Technical writing

Building the OONI Historical Corpus: 1.66M Downloads, Schema Normalization, and the Decisions Behind the Dataset

· 8 min read· AI Analytics
CensorshipOONIData engineeringHuggingFace

The OONI historical corpus on HuggingFace has accumulated over 1.66 million downloads since we published it in Q4 2023. Most of those downloads are from ML researchers and data scientists who need a structured, flat CSV they can feed directly into a model — not the raw OONI archive, which requires significant pre-processing before it's usable. This post explains what we did to make that translation possible and why we made the decisions we did.

Why the raw OONI archive is hard to use directly

OONI's measurement archive is one of the largest public datasets on internet censorship in existence — hundreds of millions of measurements going back to 2012. The problem is that the raw archive is stored as one JSON file per measurement, and those JSON files don't follow a consistent schema across probe versions or measurement types.

The top-level structure is relatively stable (report_id, probe_cc, probe_asn, test_name, measurement_start_time), but the test_keys object — which contains the actual measurement result — has a completely different shape for every test type. A Web Connectivity measurement's test_keys look nothing like a DNS Check's or a Vanilla Tor's. And the schema within a single test type has drifted significantly across probe versions released between 2012 and 2024.
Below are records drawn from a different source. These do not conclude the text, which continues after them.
mod common;

use benchfleet_core::prelude::{
    PollPolicy, PreconditionError, ProvisioningError, RuntimeError, ShutdownHandle,
};
use benchfleet_runner::prelude::*;
use benchfleet_summary_model::load_benchmark_result;
use clap::Parser;
use common::{execute_with, successful_console, Fake, Scratch};
use pretty_assertions::assert_eq;

fn assert_ordered(fake: &Fake, names: &[&str]) {
    let positions = names
        .iter()
        .map(|name| {
            fake.first_index(name)
                .unwrap_or_else(|| panic!("{name} was never called"))
        })
        .collect::<Vec<_>>();
    for (pair, names) in positions.windows(2).zip(names.windows(2)) {
        assert!(
            pair[0] < pair[1],
            "{} should come before {}",
            names[0],
            names[1]
        );
    }
}

#[tokio::test]
async fn completed_run_writes_result_and_removes_everything() {
    let fake = Fake::new();
    let scratch = Scratch::new();

    let report = execute_with(&fake, &scratch).await;

    assert_eq!(EXIT_SUCCESS, report.exit_code());
    let RunOutcome::Succeeded(flushed) = &report.outcome else {
        panic!("run did not succeed: {:?}", report.outcome);
    };
    assert_eq!(4, flushed.window_count);
    assert_eq!(RunPhase::TearingDown, report.context.phase());
    assert_eq!(4, report.context.endpoints().len());

    let result = load_benchmark_result(&flushed.result_path).unwrap();
    assert_eq!("3.12.1", result.version);
    assert_eq!(
        format!("{}:3.12.1-caged", common::REPOSITORY_URI),
        result.images.caged
    );
    let window = result.window("caged", "caged-detail", 1).unwrap();
    assert_eq!(Some(812.5), window.summary.requests_per_sec);
    assert_eq!(Some(100.0), window.summary.success_rate);
    assert!(!result.transcript().contains("cloud-init["));
    assert!(!result.transcript().contains("Linux version"));
    assert!(scratch.results_dir().join(RUN_SUMMARY_FILE).is_file());

    assert!(report.teardown.is_clean());
    assert!(report.context.registry().all().iter().all(|h| !h.is_live()));
    assert!(fake.world().live.is_empty(), "left behind: {:?}", fake.world().live);
    assert_eq!(4, fake.count("delete_load_balancer"));
    assert_eq!(2, fake.count("delete_subnet"));
    assert_eq!(1, fake.count("delete_route_table"));
    assert_eq!(1, fake.count("delete_repository"));
    assert_ordered(
        &fake,
        &[
            "terminate_instance",
            "delete_load_balancer",
            "delete_security_group",
            "delete_node_pool",
            "delete_cluster",
            "delete_internet_gateway",
            "delete_subnet",
            "delete_route_table",
            "delete_vpc",
            "delete_role",
            "delete_repository",
        ],
    );
    assert!(
        fake.first_index("detach_internet_gateway") < fake.first_index("delete_internet_gateway")
    );
}

#[tokio::test]
async fn cluster_failure_tears_down_only_what_exists() {
    let fake = Fake::new();
    {
        let mut world = fake.world();
        world.cluster_fails = true;
        world.load_balancers.clear();
    }
    let scratch = Scratch::new();

    let report = execute_with(&fake, &scratch).await;

    assert_eq!(EXIT_FAILURE, report.exit_code());
    let RunOutcome::Failed(e) = &report.outcome else {
        panic!("run did not fail: {:?}", report.outcome);
    };
    assert!(e.is::<ProvisioningError>(), "{e:?}");

    for never in [
        "create_node_pool",
        "run_instance",
        "terminate_instance",
        "delete_load_balancer",
        "delete_node_pool",
        "delete_cluster",
        "delete_security_group",
    ] {
        assert_eq!(0, fake.count(never), "{never}");
    }
    assert_eq!(2, fake.count("delete_subnet"));
    assert_eq!(1, fake.count("delete_vpc"));
    assert_eq!(2, fake.count("delete_role"));
    assert_eq!(1, fake.count("delete_repository"));
    assert!(report.teardown.is_clean());
    assert!(fake.world().live.is_empty(), "left behind: {:?}", fake.world().live);
    assert!(!scratch.results_dir().join(RUN_SUMMARY_FILE).exists());
}

#[tokio::test]
async fn fatal_output_stops_monitoring_at_that_read() {
    let fake = Fake::new();
    {
        let mut world = fake.world();
        let mut console = successful_console();
        console.insert(39, "cloud-init[812]: Segmentation fault (core dumped)".to_string());
        world.console = console;
    }
    let scratch = Scratch::new();

    let report = execute_with(&fake, &scratch).await;

    assert_eq!(EXIT_FAILURE, report.exit_code());
    let RunOutcome::Failed(e) = &report.outcome else {
        panic!("run did not fail: {:?}", report.outcome);
    };
    assert!(e.is::<RuntimeError>(), "{e:?}");
    assert!(format!("{e:?}").contains("Segmentation fault"));
    assert_eq!(40, fake.count("console_output"));
    assert_eq!(1, fake.count("diagnostics"));

    let results = scratch.results_dir();
    let transcript = std::fs::read_to_string(results.join("bench-t1-transcript.log")).unwrap();
    assert!(transcript.contains("Segmentation fault"));
    assert!(results.join("bench-t1-diagnostics.log").is_file());
    assert!(!results.join("bench-t1.json").exists());

    assert!(report.teardown.is_clean());
    assert_eq!(1, fake.count("terminate_instance"));
    assert!(fake.world().live.is_empty());
}

#[tokio::test]
async fn security_group_dependency_violations_are_retried() {
    let fake = Fake::new();
    fake.world().security_group_violations = 4;
    let scratch = Scratch::new();

    let report = execute_with(&fake, &scratch).await;

    assert_eq!(EXIT_SUCCESS, report.exit_code());
    assert_eq!(5, fake.count("delete_security_group"));
    assert_eq!(1, fake.count("delete_vpc"));
    assert!(report.teardown.is_clean());
    assert!(fake.world().live.is_empty());
}

#[tokio::test]
async fn exhausted_retries_are_reported_and_teardown_continues() {
    let fake = Fake::new();
    fake.world().security_group_violations = u32::MAX;
    let scratch = Scratch::new();

    let report = execute_with(&fake, &scratch).await;

    // The security group is still there, so the result stands but cleanup is not clean.
    assert_eq!(EXIT_SUCCESS, report.exit_code());
    assert!(!report.teardown.is_clean());
    assert!(report
        .teardown
        .failed
        .iter()
        .all(|failed| failed.starts_with("security-group")));
    assert_eq!(1, fake.count("delete_vpc"));
    assert_eq!(2, fake.count("delete_role"));
    assert_eq!(1, fake.count("delete_repository"));
}

#[tokio::test]
async fn second_teardown_deletes_nothing() {
    let fake = Fake::new();
    let scratch = Scratch::new();
    let mut report = execute_with(&fake, &scratch).await;
    assert!(!fake.destructive_calls().is_empty());
    fake.world().calls.clear();

    let again = TeardownManager::new(&fake, &scratch.config.timings)
        .teardown(&mut report.context)
        .await;

    assert_eq!(Vec::<String>::new(), fake.destructive_calls());
    assert!(again.deleted.is_empty());
    assert!(again.is_clean());
}

#[tokio::test]
async fn reused_repository_is_kept() {
    let fake = Fake::new();
    fake.world().repository_exists = true;
    let scratch = Scratch::new();

    let report = execute_with(&fake, &scratch).await;

    assert_eq!(EXIT_SUCCESS, report.exit_code());
    assert_eq!(0, fake.count("create_repository"));
    assert_eq!(0, fake.count("delete_repository"));
    let repo = report
        .context
        .registry()
        .all()
        .iter()
        .find(|h| h.kind() == ResourceKind::RegistryRepo)
        .unwrap();
    assert!(!repo.owned());
    assert!(repo.is_live());
}

fn provisioning_failure(report: &RunReport) -> &ProvisioningError {
    assert_eq!(EXIT_FAILURE, report.exit_code());
    let RunOutcome::Failed(e) = &report.outcome else {
        panic!("run did not fail: {:?}", report.outcome);
    };
    e.downcast_ref::<ProvisioningError>()
        .unwrap_or_else(|| panic!("not a provisioning failure: {e:?}"))
}

fn assert_world_empty(fake: &Fake, report: &RunReport) {
    assert!(report.teardown.is_clean(), "{:?}", report.teardown.failed);
    assert!(fake.world().live.is_empty(), "left behind: {:?}", fake.world().live);
}

#[tokio::test]
async fn load_test_that_never_completes_times_out() {
    let fake = Fake::new();
    fake.world().console.pop();
    let mut scratch = Scratch::new();
    scratch.config.timings.console_output = PollPolicy::immediate(30);

    let report = execute_with(&fake, &scratch).await;

    assert_eq!(EXIT_FAILURE, report.exit_code());
    let RunOutcome::Failed(e) = &report.outcome else {
        panic!("run did not fail: {:?}", report.outcome);
    };
    assert!(e.is::<RuntimeError>(), "{e:?}");
    assert!(e.to_string().contains("did not complete within 30 polls"), "{e}");
    assert_eq!(30, fake.count("console_output"));
    assert_eq!(1, fake.count("terminate_instance"));
    assert!(!scratch.results_dir().join("bench-t1.json").exists());
    assert_world_empty(&fake, &report);
}

#[tokio::test]
async fn cluster_that_never_becomes_active_is_deleted() {
    let fake = Fake::new();
    fake.world().cluster_stuck = true;
    let scratch = Scratch::new();

    let report = execute_with(&fake, &scratch).await;

    assert_eq!("cluster", provisioning_failure(&report).step());
    assert_eq!(0, fake.count("create_node_pool"));
    assert_eq!(1, fake.count("delete_cluster"));
    assert_world_empty(&fake, &report);
}

#[tokio::test]
async fn images_missing_from_the_registry_stop_the_run() {
    let fake = Fake::new();
    fake.world().tags_hidden = true;
    let scratch = Scratch::new();

    let report = execute_with(&fake, &scratch).await;

    assert_eq!("images", provisioning_failure(&report).step());
    assert_eq!(2, fake.count("push"));
    assert_eq!(0, fake.count("create_cluster"));
    assert_eq!(1, fake.count("delete_repository"));
    assert_world_empty(&fake, &report);
}

#[tokio::test]
async fn pods_that_never_become_ready_are_dumped() {
    let fake = Fake::new();
    fake.world().pods_pending = true;
    let scratch = Scratch::new();

    let report = execute_with(&fake, &scratch).await;

    assert_eq!("deploy", provisioning_failure(&report).step());
    assert_eq!(1, fake.count("diagnostics"));
    assert_eq!(0, fake.count("run_instance"));
    assert_eq!(1, fake.count("delete_node_pool"));
    assert_eq!(1, fake.count("delete_cluster"));
    assert_world_empty(&fake, &report);
}

#[tokio::test]
async fn load_balancer_without_hostname_stops_the_run() {
    let fake = Fake::new();
    fake.world().hostnames_withheld = true;
    let scratch = Scratch::new();

    let report = execute_with(&fake, &scratch).await;

    assert_eq!("endpoints", provisioning_failure(&report).step());
    assert!(report.context.endpoints().is_empty());
    assert_eq!(0, fake.count("run_instance"));
    assert_eq!(4, fake.count("delete_load_balancer"));
    assert_world_empty(&fake, &report);
}

#[tokio::test]
async fn interrupt_during_cluster_create_still_deletes_the_cluster() {
    let fake = Fake::new();
    fake.world().load_balancers.clear();
    let shutdown = ShutdownHandle::new();
    fake.world().interrupt_on = Some(("create_cluster".to_string(), shutdown.clone()));
    let scratch = Scratch::new();

    let report = execute(&scratch.config, &fake.providers(), &shutdown).await;

    assert_eq!(EXIT_INTERRUPTED, report.exit_code());
    assert!(matches!(report.outcome, RunOutcome::Interrupted));
    assert_eq!(0, fake.count("create_node_pool"));
    assert_eq!(1, fake.count("delete_cluster"));
    assert_eq!(1, fake.count("delete_vpc"));
    assert_eq!(2, fake.count("delete_role"));
    assert_world_empty(&fake, &report);
}

#[tokio::test]
async fn interrupt_during_instance_launch_still_terminates_it() {
    let fake = Fake::new();
    let shutdown = ShutdownHandle::new();
    fake.world().interrupt_on = Some(("run_instance".to_string(), shutdown.clone()));
    let scratch = Scratch::new();

    let report = execute(&scratch.config, &fake.providers(), &shutdown).await;

    assert_eq!(EXIT_INTERRUPTED, report.exit_code());
    assert!(matches!(report.outcome, RunOutcome::Interrupted));
    let instance = report
        .context
        .registry()
        .all()
        .iter()
        .find(|h| h.kind() == ResourceKind::ComputeInstance)
        .cloned()
        .expect("launched instance was registered");
    assert!(!instance.is_live());
    assert_eq!(
        1,
        fake.count("terminate_instance"),
        "{:?}",
        fake.destructive_calls()
    );
    assert_eq!(0, fake.count("console_output"));
    assert_world_empty(&fake, &report);
}

#[tokio::test]
async fn interrupt_while_monitoring_stops_polling() {
    let fake = Fake::new();
    let shutdown = ShutdownHandle::new();
    fake.world().interrupt_on = Some(("console_output".to_string(), shutdown.clone()));
    let scratch = Scratch::new();

    let report = execute(&scratch.config, &fake.providers(), &shutdown).await;

    assert_eq!(EXIT_INTERRUPTED, report.exit_code());
    assert_eq!(1, fake.count("console_output"));
    assert_eq!(0, fake.count("diagnostics"));
    assert_eq!(1, fake.count("terminate_instance"));
    assert!(!scratch.results_dir().join("bench-t1.json").exists());
    assert_world_empty(&fake, &report);
}

#[tokio::test]
async fn missing_manifest_fails_before_any_call() {
    let fake = Fake::new();
    let scratch = Scratch::new();
    std::fs::remove_file(scratch.config.manifest_path()).unwrap();

    let report = execute_with(&fake, &scratch).await;

    assert_eq!(EXIT_FAILURE, report.exit_code());
    let RunOutcome::Failed(e) = &report.outcome else {
        panic!("run did not fail: {:?}", report.outcome);
    };
    assert!(e.is::<PreconditionError>(), "{e:?}");
    assert_eq!(Vec::<String>::new(), fake.calls());
    assert!(report.context.registry().is_empty());
}

#[test]
fn blank_profile_is_refused() {
    let cli = BenchfleetCli::try_parse_from(["benchfleet", "--aws-profile", " "]).unwrap();

    let e = RunConfig::from_cli(&cli).unwrap_err();

    assert!(e.is::<PreconditionError>());
}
# Example: Web Connectivity test_keys (simplified)
{
  "test_keys": {
    "accessible": false,
    "blocking": "dns",
    "dns_consistency": "inconsistent",
    "dns_experiment_failure": null,
    "control_failure": null,
    "http_experiment_failure": "dns_nxdomain_error",
    "requests": [...],   # nested list of HTTP request/response pairs
    "tcp_connect": [...], # nested connection results
    "queries": [...]      # nested DNS query/response pairs
  }
}

# Example: Tor test_keys (completely different shape)
{
  "test_keys": {
    "tor_log": "...",
    "tor_progress": 100,
    "tor_progress_tag": "done",
    "tor_progress_summary": "...",
    "success": true,
    "targets": {...}  # nested per-bridge measurement
  }
}

For the historical corpus, we focused on the three test types that matter most for censorship detection at scale and have the most consistent schemas: Web Connectivity (HTTP/DNS/TCP blocking tests), DNS Check (resolver tampering), and Vanilla Tor (reachability of the Tor network). These three account for approximately 73% of all OONI measurements.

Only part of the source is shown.